++++ SOURCE MATERIAL

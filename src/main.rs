//! WolfMesh - Overlay Mesh Control Plane
//!
//! Server binary: loads the configuration, opens the state store and serves
//! the control-plane HTTP API.

use std::path::PathBuf;
use std::sync::Arc;

use clap::{Parser, Subcommand};
use tracing_subscriber::{layer::SubscriberExt, util::SubscriberInitExt};

use wolfmesh::api::HttpServer;
use wolfmesh::config::{PoolConfig, WolfMeshConfig};
use wolfmesh::control::ControlPlane;
use wolfmesh::error::Result;

/// WolfMesh - Overlay Mesh Control Plane
#[derive(Parser)]
#[command(name = "wolfmesh")]
#[command(author, version, about, long_about = None)]
struct Cli {
    /// Path to configuration file
    #[arg(short, long, default_value = "wolfmesh.toml")]
    config: PathBuf,

    /// Log level (trace, debug, info, warn, error); overrides the config file
    #[arg(short, long)]
    log_level: Option<String>,

    #[command(subcommand)]
    command: Commands,
}

#[derive(Subcommand)]
enum Commands {
    /// Start the control plane
    Serve,

    /// Initialize a new configuration file
    Init {
        /// Output path for configuration file
        #[arg(short, long, default_value = "wolfmesh.toml")]
        output: PathBuf,

        /// Bootstrap address pool (CIDR)
        #[arg(long)]
        pool: Option<String>,
    },

    /// Validate configuration file
    Validate,

    /// Show control plane information
    Info,
}

#[tokio::main]
async fn main() -> Result<()> {
    let cli = Cli::parse();

    match cli.command {
        Commands::Serve => run_serve(cli.config, cli.log_level).await,
        Commands::Init { output, pool } => {
            init_logging(cli.log_level.as_deref().unwrap_or("info"), "pretty");
            run_init(output, pool)
        }
        Commands::Validate => run_validate(cli.config),
        Commands::Info => run_info(cli.config),
    }
}

/// Initialize logging
fn init_logging(level: &str, format: &str) {
    let env_filter = tracing_subscriber::EnvFilter::try_from_default_env()
        .unwrap_or_else(|_| level.into());

    let registry = tracing_subscriber::registry().with(env_filter);
    if format == "json" {
        registry.with(tracing_subscriber::fmt::layer().json()).init();
    } else {
        registry.with(tracing_subscriber::fmt::layer()).init();
    }
}

/// Start the control plane
async fn run_serve(config_path: PathBuf, log_level: Option<String>) -> Result<()> {
    let config = WolfMeshConfig::from_file(&config_path)?;
    let level = log_level.unwrap_or_else(|| config.logging.level.clone());
    init_logging(&level, &config.logging.format);

    tracing::info!("Starting WolfMesh control plane");
    tracing::info!("Data directory: {}", config.data_dir().display());

    let control = Arc::new(ControlPlane::open(&config).await?);
    match control.allocator().pool().await {
        Some(pool) => tracing::info!("Address pool: {}", pool.cidr),
        None => tracing::warn!("No address pool configured; create one before building meshes"),
    }

    let http_server = HttpServer::new(config.api.clone(), control);

    tokio::select! {
        result = http_server.start() => {
            if let Err(e) = result {
                tracing::error!("HTTP server error: {}", e);
                return Err(e);
            }
        }
        _ = tokio::signal::ctrl_c() => {
            tracing::info!("Received shutdown signal");
        }
    }

    Ok(())
}

/// Initialize configuration file
fn run_init(output: PathBuf, pool: Option<String>) -> Result<()> {
    let mut config = WolfMeshConfig::default();
    if let Some(cidr) = pool {
        config.pool = Some(PoolConfig {
            cidr,
            description: "overlay".to_string(),
        });
    }
    config.validate()?;

    let content = format!(
        "# WolfMesh Configuration\n# Generated configuration file\n\n{}",
        config.to_toml()?
    );
    std::fs::write(&output, content)?;

    println!("Configuration file created: {}", output.display());
    println!("\nEdit the file to set the data directory and address pool.");
    println!("Then start with: wolfmesh --config {} serve", output.display());
    Ok(())
}

/// Validate configuration
fn run_validate(config_path: PathBuf) -> Result<()> {
    match WolfMeshConfig::from_file(&config_path) {
        Ok(config) => {
            println!("✓ Configuration is valid");
            println!("  API Address: {}", config.api.bind_address);
            println!("  Data Directory: {}", config.data_dir().display());
            match &config.pool {
                Some(pool) => println!("  Pool: {}", pool.cidr),
                None => println!("  Pool: (none)"),
            }
            Ok(())
        }
        Err(e) => {
            eprintln!("✗ Configuration error: {}", e);
            Err(e)
        }
    }
}

/// Show control plane information
fn run_info(config_path: PathBuf) -> Result<()> {
    let config = WolfMeshConfig::from_file(&config_path)?;

    println!("WolfMesh Control Plane");
    println!("======================");
    println!();
    println!("API Address:      {}", config.api.bind_address);
    println!("CORS:             {}", config.api.cors_enabled);
    println!("Data Directory:   {}", config.data_dir().display());
    println!("Database:         {}", config.database_path().display());
    println!();
    println!("Address Pool:");
    match &config.pool {
        Some(pool) => {
            println!("  CIDR:           {}", pool.cidr);
            println!("  Description:    {}", pool.description);
        }
        None => println!("  (not bootstrapped from config)"),
    }
    println!();
    println!("Mesh Defaults:");
    println!("  MTU:            {}", config.mesh.default_mtu);
    println!("  Base Port:      {}", config.mesh.default_port);
    println!("  Transport:      {}", config.mesh.default_transport);
    println!("  Interface:      {}", config.mesh.interface_name);
    println!();
    println!("Agents:");
    println!("  API Prefix:     {}", config.agent.api_prefix);
    println!("  Timeout:        {} ms", config.agent.request_timeout_ms);
    println!("  Connect:        {} ms", config.agent.connect_timeout_ms);

    Ok(())
}
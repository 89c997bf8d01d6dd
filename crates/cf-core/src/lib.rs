//! cf-core: stable foundation for chronoflow.
//!
//! Contains:
//! - units (runtime-tagged physical quantities)
//! - numeric (Real + tolerances + float helpers)
//! - error (shared error types)

pub mod error;
pub mod numeric;
pub mod units;

// Re-exports: nice ergonomics for downstream crates
pub use error::{CoreError, CoreResult};
pub use numeric::*;
pub use units::*;
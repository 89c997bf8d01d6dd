//! cf-interp: curve fitting for sparse, irregularly-sampled series.
//!
//! Contains:
//! - method (interpolation method selector)
//! - engine (Interpolator: fit + evaluate)
//! - error (engine error types)
//!
//! The engine is policy-free: it will happily evaluate outside the fitted
//! range (end-segment extension). Whether extrapolation is *allowed* is the
//! caller's decision.

pub mod engine;
pub mod error;
pub mod method;

pub use engine::Interpolator;
pub use error::{InterpError, InterpResult};
pub use method::Method;
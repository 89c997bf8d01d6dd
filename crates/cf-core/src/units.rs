// cf-core/src/units.rs

use std::fmt;
use std::ops::{Add, Div, Mul, Sub};

#[cfg(feature = "serde")]
use serde::{Deserialize, Serialize};

use crate::numeric::Real;

/// Runtime unit identifier for values exchanged with the simulation engine.
///
/// This is a tag, not a dimension system: no conversion between units is
/// performed anywhere in this workspace. The catalog covers the units the
/// engine actually trades in.
#[derive(Debug, Clone, Copy, PartialEq, Eq, Hash)]
#[cfg_attr(feature = "serde", derive(Serialize, Deserialize))]
pub enum Unit {
    Unitless,
    Kelvin,
    Celsius,
    Pascal,
    Watt,
    Joule,
    Kilogram,
    Gigagram,
    Metre,
    Second,
    Ppmv,
}

impl Unit {
    /// Printable unit symbol.
    pub fn symbol(&self) -> &'static str {
        match self {
            Unit::Unitless => "(unitless)",
            Unit::Kelvin => "K",
            Unit::Celsius => "degC",
            Unit::Pascal => "Pa",
            Unit::Watt => "W",
            Unit::Joule => "J",
            Unit::Kilogram => "kg",
            Unit::Gigagram => "Gg",
            Unit::Metre => "m",
            Unit::Second => "s",
            Unit::Ppmv => "ppmv",
        }
    }
}

impl fmt::Display for Unit {
    fn fmt(&self, f: &mut fmt::Formatter<'_>) -> fmt::Result {
        f.write_str(self.symbol())
    }
}

/// A numeric magnitude carrying a runtime unit tag.
///
/// Arithmetic is deliberately narrow: same-unit add/sub and scalar mul/div.
/// Mixing units in add/sub is a caller bug and asserts.
#[derive(Debug, Clone, Copy, PartialEq)]
#[cfg_attr(feature = "serde", derive(Serialize, Deserialize))]
pub struct Quantity {
    value: Real,
    unit: Unit,
}

impl Quantity {
    pub fn new(value: Real, unit: Unit) -> Self {
        Self { value, unit }
    }

    /// Magnitude expressed in this quantity's own unit.
    pub fn value(&self) -> Real {
        self.value
    }

    pub fn unit(&self) -> Unit {
        self.unit
    }
}

impl fmt::Display for Quantity {
    fn fmt(&self, f: &mut fmt::Formatter<'_>) -> fmt::Result {
        write!(f, "{} {}", self.value, self.unit)
    }
}

impl Add for Quantity {
    type Output = Quantity;

    fn add(self, rhs: Quantity) -> Quantity {
        assert_eq!(self.unit, rhs.unit, "unit mismatch in quantity addition");
        Quantity::new(self.value + rhs.value, self.unit)
    }
}

impl Sub for Quantity {
    type Output = Quantity;

    fn sub(self, rhs: Quantity) -> Quantity {
        assert_eq!(self.unit, rhs.unit, "unit mismatch in quantity subtraction");
        Quantity::new(self.value - rhs.value, self.unit)
    }
}

impl Mul<Real> for Quantity {
    type Output = Quantity;

    fn mul(self, rhs: Real) -> Quantity {
        Quantity::new(self.value * rhs, self.unit)
    }
}

impl Div<Real> for Quantity {
    type Output = Quantity;

    fn div(self, rhs: Real) -> Quantity {
        Quantity::new(self.value / rhs, self.unit)
    }
}

#[inline]
pub fn k(v: Real) -> Quantity {
    Quantity::new(v, Unit::Kelvin)
}

#[inline]
pub fn degc(v: Real) -> Quantity {
    Quantity::new(v, Unit::Celsius)
}

#[inline]
pub fn pa(v: Real) -> Quantity {
    Quantity::new(v, Unit::Pascal)
}

#[inline]
pub fn w(v: Real) -> Quantity {
    Quantity::new(v, Unit::Watt)
}

#[inline]
pub fn kg(v: Real) -> Quantity {
    Quantity::new(v, Unit::Kilogram)
}

#[inline]
pub fn gg(v: Real) -> Quantity {
    Quantity::new(v, Unit::Gigagram)
}

#[inline]
pub fn s(v: Real) -> Quantity {
    Quantity::new(v, Unit::Second)
}

#[inline]
pub fn ppmv(v: Real) -> Quantity {
    Quantity::new(v, Unit::Ppmv)
}

#[inline]
pub fn unitless(v: Real) -> Quantity {
    Quantity::new(v, Unit::Unitless)
}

++++++++

WHAT TO PRODUCE —
Copying word for word, give each line of the data above from the first one through the line containing "#[arg(short, long)]", and nothing else.

ANSWER BELOW —
filename src/main.rs
//! WolfMesh - Overlay Mesh Control Plane
//!
//! Server binary: loads the configuration, opens the state store and serves
//! the control-plane HTTP API.

use std::path::PathBuf;
use std::sync::Arc;

use clap::{Parser, Subcommand};
use tracing_subscriber::{layer::SubscriberExt, util::SubscriberInitExt};

use wolfmesh::api::HttpServer;
use wolfmesh::config::{PoolConfig, WolfMeshConfig};
use wolfmesh::control::ControlPlane;
use wolfmesh::error::Result;

/// WolfMesh - Overlay Mesh Control Plane
#[derive(Parser)]
#[command(name = "wolfmesh")]
#[command(author, version, about, long_about = None)]
struct Cli {
    /// Path to configuration file
    #[arg(short, long, default_value = "wolfmesh.toml")]
    config: PathBuf,

    /// Log level (trace, debug, info, warn, error); overrides the config file
    #[arg(short, long)]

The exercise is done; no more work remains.